Saved data entries ::
-*-

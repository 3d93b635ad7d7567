// /////////////////////////////////////////////////////////////////////////////
// CDC Relay
// Copyright (c) 2025 Michael Gardner, A Bit of Help, Inc.
// SPDX-License-Identifier: BSD-3-Clause
// See LICENSE file in the project root.
// /////////////////////////////////////////////////////////////////////////////

//! # Dispatcher and Sink Workers
//!
//! Fans sealed micro-batches out to one worker task per destination and
//! enforces the pipeline's delivery guarantees:
//!
//! - **Backpressure**: each destination gets a bounded channel of
//!   `max_in_flight_batches` capacity. When a destination falls behind,
//!   [`Dispatcher::dispatch`] blocks, the pipeline loop stops pulling from
//!   the tailer, and the tailer naturally stalls. Memory is bounded
//!   end-to-end with no unbounded buffering anywhere.
//! - **Ordering**: a single worker per destination consumes its channel
//!   sequentially, so batches for any `(table, destination)` commit in
//!   strict submission order - the precondition for offset monotonicity.
//! - **Parallelism**: workers for different destinations run concurrently,
//!   bounded by a shared semaphore of `max_parallelism` permits around the
//!   write-plus-commit section.
//!
//! A batch that exhausts its retry budget (or hits a permanent error) moves
//! to the DLQ and the worker advances; the offset does not. Only the
//! non-monotonic-offset invariant kills a worker, and through it the
//! pipeline.

use std::collections::HashMap;
use std::sync::Arc;
use std::time::{Duration, Instant};

use chrono::Utc;
use indexmap::IndexMap;
use tokio::sync::{mpsc, Semaphore};
use tokio::task::JoinHandle;
use tracing::{debug, info, warn};

use cdc_relay_bootstrap::CancellationToken;
use cdc_relay_domain::{
    Destination, EventSink, PartitionId, PipelineError, ReplicationOffset,
};

use crate::application::batcher::MicroBatch;
use crate::infrastructure::dlq::DeadLetterWriter;
use crate::infrastructure::metrics::MetricsService;
use crate::infrastructure::offsets::OffsetManager;
use crate::infrastructure::retry::{retry_with_policy, RetryPolicy};

/// Fan-out node between the pipeline loop and the sink workers.
pub struct Dispatcher {
    senders: HashMap<Destination, mpsc::Sender<MicroBatch>>,
    workers: Vec<(Destination, JoinHandle<Result<(), PipelineError>>)>,
    metrics: Arc<MetricsService>,
}

impl Dispatcher {
    /// Spawns one worker task per sink and wires the bounded channels.
    #[allow(clippy::too_many_arguments)]
    pub fn spawn(
        sinks: Vec<Arc<dyn EventSink>>,
        policy: RetryPolicy,
        offsets: Arc<OffsetManager>,
        dlq: Arc<DeadLetterWriter>,
        metrics: Arc<MetricsService>,
        max_in_flight_batches: usize,
        max_parallelism: usize,
        shutdown: CancellationToken,
    ) -> Self {
        let parallelism = Arc::new(Semaphore::new(max_parallelism));
        let mut senders = HashMap::new();
        let mut workers = Vec::new();

        for sink in sinks {
            let destination = sink.destination();
            let (sender, receiver) = mpsc::channel(max_in_flight_batches);
            senders.insert(destination, sender);

            let handle = tokio::spawn(run_sink_worker(
                sink,
                receiver,
                policy.clone(),
                Arc::clone(&offsets),
                Arc::clone(&dlq),
                Arc::clone(&metrics),
                Arc::clone(&parallelism),
                shutdown.clone(),
            ));
            workers.push((destination, handle));
        }

        info!(
            destinations = workers.len(),
            max_in_flight_batches, max_parallelism, "Dispatcher spawned sink workers"
        );

        Self {
            senders,
            workers,
            metrics,
        }
    }

    /// Destinations with a live worker.
    pub fn destinations(&self) -> Vec<Destination> {
        let mut destinations: Vec<Destination> = self.senders.keys().copied().collect();
        destinations.sort();
        destinations
    }

    /// Hands a sealed batch to its destination's worker.
    ///
    /// Blocks when the destination's in-flight window is full - this is the
    /// backpressure edge the tailer stalls behind.
    pub async fn dispatch(&self, batch: MicroBatch) -> Result<(), PipelineError> {
        let destination = batch.destination;
        let sender = self.senders.get(&destination).ok_or_else(|| {
            PipelineError::internal_error(format!("no sink worker for destination {destination}"))
        })?;

        sender.send(batch).await.map_err(|_| {
            PipelineError::internal_error(format!("sink worker for {destination} terminated"))
        })?;
        self.metrics.batch_in_flight(destination);
        Ok(())
    }

    /// Closes the channels and waits for the workers to drain.
    ///
    /// Every already-dispatched batch gets its commit attempt; `deadline`
    /// bounds the wait per worker. Fatal worker errors (the monotonicity
    /// invariant) propagate out of here.
    pub async fn drain(self, deadline: Duration) -> Result<(), PipelineError> {
        drop(self.senders);

        let mut fatal = None;
        for (destination, mut handle) in self.workers {
            match tokio::time::timeout(deadline, &mut handle).await {
                Ok(Ok(Ok(()))) => {
                    debug!(destination = %destination, "Sink worker drained");
                }
                Ok(Ok(Err(error))) => {
                    warn!(destination = %destination, error = %error, "Sink worker failed");
                    fatal.get_or_insert(error);
                }
                Ok(Err(join_error)) => {
                    fatal.get_or_insert(PipelineError::internal_error(format!(
                        "sink worker for {destination} panicked: {join_error}"
                    )));
                }
                Err(_) => {
                    warn!(destination = %destination, "Drain deadline expired, aborting worker");
                    handle.abort();
                }
            }
        }

        match fatal {
            Some(error) => Err(error),
            None => Ok(()),
        }
    }
}

/// Per-destination worker loop: strict FIFO over the channel, bounded by
/// the shared parallelism semaphore.
#[allow(clippy::too_many_arguments)]
async fn run_sink_worker(
    sink: Arc<dyn EventSink>,
    mut receiver: mpsc::Receiver<MicroBatch>,
    policy: RetryPolicy,
    offsets: Arc<OffsetManager>,
    dlq: Arc<DeadLetterWriter>,
    metrics: Arc<MetricsService>,
    parallelism: Arc<Semaphore>,
    shutdown: CancellationToken,
) -> Result<(), PipelineError> {
    let destination = sink.destination();

    while let Some(mut batch) = receiver.recv().await {
        let permit = parallelism
            .acquire()
            .await
            .map_err(|_| PipelineError::internal_error("parallelism semaphore closed"))?;

        let outcome = commit_batch(
            &sink, &mut batch, &policy, &offsets, &dlq, &metrics, &shutdown,
        )
        .await;

        drop(permit);
        metrics.batch_settled(destination);
        outcome?;
    }

    if let Err(error) = sink.disconnect().await {
        warn!(destination = %destination, error = %error, "Error disconnecting sink");
    }
    info!(destination = %destination, "Sink worker stopped");
    Ok(())
}

/// Drives one batch through Committing to Committed or Failed.
///
/// Returns `Err` only for fatal conditions; delivery failures are absorbed
/// into the DLQ and the worker keeps going.
async fn commit_batch(
    sink: &Arc<dyn EventSink>,
    batch: &mut MicroBatch,
    policy: &RetryPolicy,
    offsets: &OffsetManager,
    dlq: &DeadLetterWriter,
    metrics: &MetricsService,
    shutdown: &CancellationToken,
) -> Result<(), PipelineError> {
    batch.begin_commit()?;

    let destination = batch.destination;
    let started = Instant::now();
    let batch_offsets = build_offsets(batch)?;

    let events = &batch.events;
    let offsets_ref = &batch_offsets;
    let operation = format!("{}:{}.{}", destination, batch.keyspace, batch.table_name);

    let result = retry_with_policy(policy, &operation, shutdown, || async move {
        let written = sink.write_batch(events).await?;
        sink.commit_offsets(offsets_ref).await?;
        Ok(written)
    })
    .await;

    match result {
        Ok(written) => {
            for offset in batch_offsets {
                // NonMonotonicOffset here is a commit-ordering bug: fatal.
                offsets.write(offset)?;
            }
            batch.complete()?;

            let lag_seconds =
                (Utc::now().timestamp_micros() - batch.last_timestamp_micros()) as f64 / 1e6;
            metrics.record_batch_committed(
                destination,
                &batch.table_name,
                written as u64,
                started.elapsed(),
                lag_seconds,
            );
            metrics.set_events_per_second(destination, sink.stats().throughput_eps);

            debug!(
                destination = %destination,
                table = %batch.table_name,
                events = batch.len(),
                written,
                "Batch committed"
            );
            Ok(())
        }
        Err(error) if error.is_fatal() => Err(error),
        Err(error) => {
            batch.fail()?;
            metrics.record_error(destination, error.error_type());
            warn!(
                destination = %destination,
                table = %batch.table_name,
                events = batch.len(),
                error = %error,
                "Batch failed, routing events to DLQ"
            );
            for event in &batch.events {
                dlq.write_event(event, destination, &error).await;
            }
            Ok(())
        }
    }
}

/// One offset per partition range the batch touched, all positioned at the
/// batch's end coordinate.
fn build_offsets(batch: &MicroBatch) -> Result<Vec<ReplicationOffset>, PipelineError> {
    let mut per_range: IndexMap<PartitionId, (i64, u64)> = IndexMap::new();
    for event in &batch.events {
        let range = PartitionId::from_partition_key(&event.partition_key);
        let entry = per_range.entry(range).or_insert((0, 0));
        entry.0 = entry.0.max(event.timestamp_micros);
        entry.1 += 1;
    }

    per_range
        .into_iter()
        .map(|(range, (last_timestamp, count))| {
            ReplicationOffset::new(
                batch.table_name.clone(),
                batch.keyspace.clone(),
                range,
                batch.destination,
                batch.end_position.segment_file.clone(),
                batch.end_position.position,
                last_timestamp,
                count,
            )
        })
        .collect()
}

-*-

The problem ::
What is wanted is every line from the first line of the entries through the line that contains "Memory is bounded", given again exactly.

Result for this exercise ::
repository 3d93b635ad7d7567
// /////////////////////////////////////////////////////////////////////////////
// CDC Relay
// Copyright (c) 2025 Michael Gardner, A Bit of Help, Inc.
// SPDX-License-Identifier: BSD-3-Clause
// See LICENSE file in the project root.
// /////////////////////////////////////////////////////////////////////////////

//! # Dispatcher and Sink Workers
//!
//! Fans sealed micro-batches out to one worker task per destination and
//! enforces the pipeline's delivery guarantees:
//!
//! - **Backpressure**: each destination gets a bounded channel of
//!   `max_in_flight_batches` capacity. When a destination falls behind,
//!   [`Dispatcher::dispatch`] blocks, the pipeline loop stops pulling from
//!   the tailer, and the tailer naturally stalls. Memory is bounded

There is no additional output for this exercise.